*** Opening of SUPPLIED DATA ***

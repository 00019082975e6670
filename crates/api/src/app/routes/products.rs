use std::sync::Arc;

use axum::{
    extract::{Extension, Path, Query},
    http::StatusCode,
    response::IntoResponse,
    routing::{get, post},
    Json, Router,
};

use stockbill_inventory::ReservationBatch;

use crate::app::services::InventoryServices;
use crate::app::{dto, errors};

pub fn router() -> Router {
    Router::new()
        .route("/", post(create_product).get(list_products))
        .route("/reserve", post(reserve))
        .route("/:id", get(get_product).put(update_product).delete(delete_product))
        .route("/:id/availability", get(check_availability))
}

pub async fn create_product(
    Extension(services): Extension<Arc<InventoryServices>>,
    Json(body): Json<dto::ProductRequest>,
) -> axum::response::Response {
    match services.inventory.create_product(body.into()) {
        Ok(product) => (StatusCode::CREATED, Json(product)).into_response(),
        Err(e) => errors::domain_error_to_response(e),
    }
}

pub async fn list_products(Extension(services): Extension<Arc<InventoryServices>>) -> axum::response::Response {
    let items = services.inventory.list_products();
    (StatusCode::OK, Json(serde_json::json!({ "items": items }))).into_response()
}

pub async fn get_product(
    Extension(services): Extension<Arc<InventoryServices>>,
    Path(id): Path<String>,
) -> axum::response::Response {
    let id = match dto::parse_product_id(&id) {
        Ok(v) => v,
        Err(res) => return res,
    };
    match services.inventory.get_product(&id) {
        Ok(product) => (StatusCode::OK, Json(product)).into_response(),
        Err(e) => errors::domain_error_to_response(e),
    }
}

pub async fn update_product(
    Extension(services): Extension<Arc<InventoryServices>>,
    Path(id): Path<String>,
    Json(body): Json<dto::ProductRequest>,
) -> axum::response::Response {
    let id = match dto::parse_product_id(&id) {
        Ok(v) => v,
        Err(res) => return res,
    };
    match services.inventory.update_product(&id, body.into()) {
        Ok(product) => (StatusCode::OK, Json(product)).into_response(),
        Err(e) => errors::domain_error_to_response(e),
    }
}

pub async fn delete_product(
    Extension(services): Extension<Arc<InventoryServices>>,
    Path(id): Path<String>,
) -> axum::response::Response {
    let id = match dto::parse_product_id(&id) {
        Ok(v) => v,
        Err(res) => return res,
    };
    match services.inventory.delete_product(&id) {
        Ok(()) => StatusCode::NO_CONTENT.into_response(),
        Err(e) => errors::domain_error_to_response(e),
    }
}

/// Advisory only: nothing is reserved.
pub async fn check_availability(
    Extension(services): Extension<Arc<InventoryServices>>,
    Path(id): Path<String>,
    Query(query): Query<dto::AvailabilityQuery>,
) -> axum::response::Response {
    let id = match dto::parse_product_id(&id) {
        Ok(v) => v,
        Err(res) => return res,
    };
    match services.inventory.check_availability(&id, query.quantity) {
        Ok(available) => (
            StatusCode::OK,
            Json(serde_json::json!({
                "product_id": id,
                "quantity": query.quantity,
                "available": available,
            })),
        )
            .into_response(),
        Err(e) => errors::domain_error_to_response(e),
    }
}

/// Always 200 with one outcome per item; denials are in the outcomes.
pub async fn reserve(
    Extension(services): Extension<Arc<InventoryServices>>,
    Json(body): Json<dto::ReserveRequest>,
) -> axum::response::Response {
    let batch = ReservationBatch::from(body);
    let inventory = services.inventory.clone();

    match tokio::task::spawn_blocking(move || inventory.reserve_batch(&batch)).await {
        Ok(outcomes) => (StatusCode::OK, Json(outcomes)).into_response(),
        Err(e) => {
            tracing::error!(error = %e, "reservation task failed");
            errors::json_error(StatusCode::INTERNAL_SERVER_ERROR, "internal_error", "reservation task failed")
        }
    }
}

*** Close of SUPPLIED DATA ***

> **WHAT THE TASK ASKS**:
Every line of the records above where the string "async" is found should be copied.

> **RESPONSE BELOW**:
pub async fn create_product(
pub async fn list_products(Extension(services): Extension<Arc<InventoryServices>>) -> axum::response::Response {
pub async fn get_product(
pub async fn update_product(
pub async fn delete_product(
pub async fn check_availability(
pub async fn reserve(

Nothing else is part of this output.